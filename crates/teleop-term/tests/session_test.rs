//! Session tests with scripted key input.
//!
//! Exercises the same episode loop the terminal binary runs, with keys
//! replayed from a script instead of read from a terminal.

#![allow(clippy::float_cmp)]

use std::{
    num::{NonZeroU32, NonZeroU64},
    time::Duration,
};

use teleop_core::{AgentKind, ConfigError, InputMapper, MapperConfig, ScriptedKeys};
use teleop_term::{DemoSession, SessionConfig};

fn assert_close(actual: &[f64], expected: &[f64]) {
    assert_eq!(actual.len(), expected.len());
    for (a, e) in actual.iter().zip(expected) {
        assert!((a - e).abs() < 1e-12, "{actual:?} vs {expected:?}");
    }
}

fn episode(steps: u64) -> NonZeroU64 {
    NonZeroU64::new(steps).unwrap_or(NonZeroU64::MIN)
}

#[test]
fn resets_at_episode_boundary() {
    let mapper = InputMapper::new(AgentKind::DiffDrive, ScriptedKeys::from_keys("wwe"));
    let mut session = DemoSession::new(mapper, episode(3));

    let Ok(_) = session.tick();
    let Ok(second) = session.tick();
    assert_close(&second, &[0.95, 0.95]);
    assert_eq!(session.episodes(), 0);

    // The boundary tick still reports the pre-reset state
    let Ok(third) = session.tick();
    assert_close(&third, &[0.855, 0.855]);
    assert_eq!(session.episodes(), 1);

    let state = session.mapper().state();
    assert_eq!(state.speed, 0.0);
    assert!(state.gripper_open);
}

#[test]
fn step_sizes_carry_across_episodes() {
    let mapper = InputMapper::new(AgentKind::Pr2, ScriptedKeys::from_keys("+"));
    let mut session = DemoSession::new(mapper, episode(1));

    let Ok(_) = session.tick();
    assert_eq!(session.episodes(), 1);
    assert_eq!(session.mapper().state().wheel_step, 0.75);

    session.mapper_mut().source_mut().push_key('w');
    let Ok(actions) = session.tick();
    assert_eq!(actions, vec![0.75; 8]);
}

#[test]
fn run_stops_at_max_steps() {
    let mapper = InputMapper::new(AgentKind::Youbot, ScriptedKeys::from_keys("wasd"));
    let mut session = DemoSession::new(mapper, episode(4));

    let Ok(ran) = session.run(Some(10), Duration::ZERO);
    assert_eq!(ran, 10);
    assert_eq!(session.total_steps(), 10);
    assert_eq!(session.episodes(), 2);
}

#[test]
fn from_config_resolves_agent() -> Result<(), ConfigError> {
    let config = SessionConfig { agent: "turtlebot".into(), ..Default::default() };
    let session = DemoSession::from_config(&config, ScriptedKeys::new())?;
    assert_eq!(session.mapper().agent(), &AgentKind::DiffDrive);
    Ok(())
}

#[test]
fn from_config_rejects_invalid_mapper() {
    let config = SessionConfig {
        mapper: MapperConfig { wheel_step: -1.0, ..Default::default() },
        ..Default::default()
    };
    let result = DemoSession::from_config(&config, ScriptedKeys::new());
    assert!(matches!(result, Err(ConfigError::InvalidStep { field: "wheel_step", .. })));
}

#[test]
fn tick_period_follows_rate() {
    let config = SessionConfig {
        rate_hz: NonZeroU32::new(20).unwrap_or(NonZeroU32::MIN),
        ..Default::default()
    };
    assert_eq!(config.tick_period(), Duration::from_millis(50));
    assert_eq!(SessionConfig::default().tick_period(), Duration::from_millis(20));
}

• [Activity]:
Wherever a line of the data holds "InputMapper", copy that line.

• [Expected answer]:
use teleop_core::{AgentKind, ConfigError, InputMapper, MapperConfig, ScriptedKeys};
    let mapper = InputMapper::new(AgentKind::DiffDrive, ScriptedKeys::from_keys("wwe"));
    let mapper = InputMapper::new(AgentKind::Pr2, ScriptedKeys::from_keys("+"));
    let mapper = InputMapper::new(AgentKind::Youbot, ScriptedKeys::from_keys("wasd"));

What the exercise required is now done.